Autologous Serum and Plasma Test Results of the Chronic Urticaria Patients in the South Eastern Anatolia Turkey

Objective: Sera of the chronic urticaria patients have IgG-type functional antibodies against high-affinity IgE receptors (FceRIα) found on the surface of mast cells and basophils or IgE. The presence of these autoantibodies can be shown by an autologous serum test consisting of the papule and erythema reaction arising from the injection of the serum into the dermis. It has been suggested in recent years that autologous plasma skin test would be more appropriate than the autologous serum skin test in chronic urticaria. The present study evaluated the test results of autologous serum skin test and autologous plasma skin test in chronic urticaria patients.

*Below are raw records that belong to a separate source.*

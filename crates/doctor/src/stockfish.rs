//! Stockfish process wrapper using UCI protocol (async I/O)

use std::path::{Path, PathBuf};
use std::process::Stdio;
use std::time::Duration;

use tokio::io::{AsyncBufReadExt, AsyncWriteExt, BufReader};
use tokio::process::{Child, ChildStdin, ChildStdout, Command};
use tokio::time::timeout;
use tracing::{debug, warn};

use crate::error::EngineError;
use crate::evaluator::{fen_side_to_move, EngineScore, EvaluationResult, PvLine, SearchBudget};

/// How long `quit` waits for the process to exit before killing it
const QUIT_GRACE: Duration = Duration::from_secs(1);

/// How a Stockfish process is launched and configured.
#[derive(Debug, Clone, PartialEq, Eq)]
pub struct EngineOptions {
    pub path: PathBuf,
    pub threads: u32,
    pub hash_mb: u32,
    /// Hard ceiling for any single query
    pub timeout: Duration,
}

impl EngineOptions {
    pub fn new(path: impl Into<PathBuf>) -> Self {
        Self {
            path: path.into(),
            threads: 1,
            hash_mb: 128,
            timeout: Duration::from_secs(10),
        }
    }
}

/// One running engine process
pub struct StockfishProcess {
    process: Child,
    stdin: ChildStdin,
    stdout: BufReader<ChildStdout>,
    /// Current `MultiPV` option value
    multipv: u32,
}

impl StockfishProcess {
    /// Spawn the engine and run the UCI handshake
    pub async fn spawn(options: &EngineOptions) -> Result<Self, EngineError> {
        let mut process = Command::new(&options.path)
            .stdin(Stdio::piped())
            .stdout(Stdio::piped())
            .stderr(Stdio::null())
            .kill_on_drop(true)
            .spawn()
            .map_err(|e| spawn_error(&options.path, e))?;

        let stdin = process
            .stdin
            .take()
            .ok_or_else(|| EngineError::Unavailable("engine stdin not captured".into()))?;
        let stdout = process
            .stdout
            .take()
            .ok_or_else(|| EngineError::Unavailable("engine stdout not captured".into()))?;

        let mut engine = Self {
            process,
            stdin,
            stdout: BufReader::new(stdout),
            multipv: 1,
        };

        engine.send("uci").await?;
        engine.wait_for("uciok").await?;

        engine
            .send(&format!("setoption name Threads value {}", options.threads))
            .await?;
        engine
            .send(&format!("setoption name Hash value {}", options.hash_mb))
            .await?;
        engine.send("setoption name UCI_AnalyseMode value true").await?;
        engine.ready().await?;

        Ok(engine)
    }

    /// Send a command to the engine
    async fn send(&mut self, cmd: &str) -> Result<(), EngineError> {
        debug!(cmd, "SF <");
        self.stdin
            .write_all(format!("{cmd}\n").as_bytes())
            .await
            .map_err(|e| EngineError::Unavailable(format!("failed to write to engine: {e}")))?;
        self.stdin
            .flush()
            .await
            .map_err(|e| EngineError::Unavailable(format!("failed to flush engine stdin: {e}")))?;
        Ok(())
    }

    /// Read one line; a closed pipe means the process is gone
    async fn read_line(&mut self, line: &mut String) -> Result<(), EngineError> {
        line.clear();
        let n = self
            .stdout
            .read_line(line)
            .await
            .map_err(|e| EngineError::Unavailable(format!("failed to read from engine: {e}")))?;
        if n == 0 {
            return Err(EngineError::Unavailable("engine closed its output".into()));
        }
        debug!(line = line.trim(), "SF >");
        Ok(())
    }

    /// Wait for a specific response line
    async fn wait_for(&mut self, expected: &str) -> Result<(), EngineError> {
        let mut line = String::new();
        loop {
            self.read_line(&mut line).await?;
            if line.trim() == expected {
                return Ok(());
            }
        }
    }

    async fn ready(&mut self) -> Result<(), EngineError> {
        self.send("isready").await?;
        self.wait_for("readyok").await
    }

    /// Reset engine state between games
    pub async fn new_game(&mut self) -> Result<(), EngineError> {
        self.send("ucinewgame").await?;
        self.ready().await
    }

    /// Search a position and report the ranked lines the budget asks for
    pub async fn search(
        &mut self,
        fen: &str,
        budget: &SearchBudget,
    ) -> Result<EvaluationResult, EngineError> {
        if budget.multipv != self.multipv {
            self.send(&format!("setoption name MultiPV value {}", budget.multipv))
                .await?;
            self.multipv = budget.multipv;
        }
        self.send(&format!("position fen {fen}")).await?;
        self.send(&budget.go_command()).await?;

        // Latest exact line per rank; rank 1 is the primary line
        let mut lines: Vec<Option<InfoLine>> = vec![None; budget.multipv as usize];
        let mut line = String::new();
        loop {
            self.read_line(&mut line).await?;
            let trimmed = line.trim();

            if trimmed.starts_with("info") {
                if let Some(parsed) = parse_info(trimmed) {
                    let rank = parsed.multipv.saturating_sub(1) as usize;
                    if let Some(slot) = lines.get_mut(rank) {
                        *slot = Some(parsed);
                    }
                }
            } else if trimmed.starts_with("bestmove") {
                let best_move = parse_bestmove(trimmed);
                let ranked: Vec<InfoLine> = lines.into_iter().map_while(|l| l).collect();
                let Some(primary) = ranked.first() else {
                    return Err(EngineError::Unavailable(
                        "engine reported a best move without a score".into(),
                    ));
                };
                return Ok(EvaluationResult {
                    score: primary.score,
                    pov: fen_side_to_move(fen),
                    best_move,
                    pv: primary.pv.clone(),
                    depth: primary.depth,
                    lines: ranked
                        .iter()
                        .map(|l| PvLine {
                            score: l.score,
                            pv: l.pv.clone(),
                        })
                        .collect(),
                });
            }
        }
    }

    /// Abort a search left running by a cancelled caller and drain to `bestmove`
    pub async fn stop(&mut self) -> Result<(), EngineError> {
        self.send("stop").await?;
        let mut line = String::new();
        loop {
            self.read_line(&mut line).await?;
            if line.trim_start().starts_with("bestmove") {
                break;
            }
        }
        self.ready().await
    }

    /// Send quit and wait briefly for the process to exit, then kill it
    pub async fn quit(&mut self) {
        let _ = self.send("quit").await;
        if timeout(QUIT_GRACE, self.process.wait()).await.is_err() {
            warn!("Engine ignored quit, killing it");
            let _ = self.process.start_kill();
        }
    }
}

impl Drop for StockfishProcess {
    fn drop(&mut self) {
        // Best-effort synchronous kill in drop
        let _ = self.process.start_kill();
    }
}

fn spawn_error(path: &Path, e: std::io::Error) -> EngineError {
    EngineError::Unavailable(format!("failed to spawn {}: {e}", path.display()))
}

/// The parts of an `info` line the classifier needs
#[derive(Debug, Clone, PartialEq, Eq)]
struct InfoLine {
    /// 1-based rank of this line
    multipv: u32,
    depth: u32,
    score: EngineScore,
    pv: Vec<String>,
}

/// Parse an `info` line carrying an exact score. Bound-only scores and lines
/// without a score return `None`.
fn parse_info(line: &str) -> Option<InfoLine> {
    let parts: Vec<&str> = line.split_whitespace().collect();
    if parts.iter().any(|p| *p == "upperbound" || *p == "lowerbound") {
        return None;
    }
    let score = if let Some(cp) = parse_cp(line) {
        EngineScore::Cp(cp)
    } else {
        EngineScore::Mate(parse_mate(line)?)
    };
    Some(InfoLine {
        multipv: parse_multipv_index(line).unwrap_or(1),
        depth: parse_field(line, "depth").unwrap_or(0),
        score,
        pv: parse_pv(line),
    })
}

fn parse_field<T: std::str::FromStr>(line: &str, key: &str) -> Option<T> {
    let parts: Vec<&str> = line.split_whitespace().collect();
    for (i, part) in parts.iter().enumerate() {
        if *part == key && i + 1 < parts.len() {
            return parts[i + 1].parse().ok();
        }
    }
    None
}

/// Parse centipawn score from info line
fn parse_cp(line: &str) -> Option<i32> {
    parse_field(line, "cp")
}

/// Parse mate score from info line
fn parse_mate(line: &str) -> Option<i32> {
    parse_field(line, "mate")
}

/// Parse multipv index from info line
fn parse_multipv_index(line: &str) -> Option<u32> {
    parse_field(line, "multipv")
}

/// Parse PV moves from info line
fn parse_pv(line: &str) -> Vec<String> {
    let parts: Vec<&str> = line.split_whitespace().collect();
    let mut in_pv = false;
    let mut moves = Vec::new();

    for part in parts {
        if part == "pv" {
            in_pv = true;
            continue;
        }
        if in_pv {
            // PV ends at next keyword or end of line
            if part.starts_with("bmc") || part == "string" {
                break;
            }
            moves.push(part.to_string());
        }
    }

    moves
}

/// `bestmove e2e4 ponder e7e5` -> `Some("e2e4")`; `bestmove (none)` -> `None`
fn parse_bestmove(line: &str) -> Option<String> {
    match line.split_whitespace().nth(1) {
        Some("(none)") | None => None,
        Some(mv) => Some(mv.to_string()),
    }
}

Materials and Methods: The study registered 34 chronic urticaria patients who presented at dermatology outpatient clinic from July 2009 to November 2010, and a control group consisting of 30 healthy volunteers. Chronic urticaria patients and control group were tested by using autologous serum and autologous plasma skin tests. Urticaria activity scores of chronic urticaria patients were calculated. Results: Autologous serum skin test was found to be positive in 67.6% of chronic urticaria patients and 26.7% of control group. Autologous plasma skin test, on the other hand, was established to be positive in 79.4% of chronic urticaria patients and 30% of control group. In case of chronic patients whose disease duration ranged between 1-5 years, both tests produced positive results at higher rates. Urticaria activity scores of the chronic urticaria patients whose autologous serum and autologous plasma skin tests were positive were higher than those of the chronic urticaria patients with negative test results. Conclusion: The fact that autologous plasma skin test was found higher in comparison to autologous serum test in chronic urticaria patients may bring new treatment alternatives to the fore in the light of the new developments in the disease pathogenesis.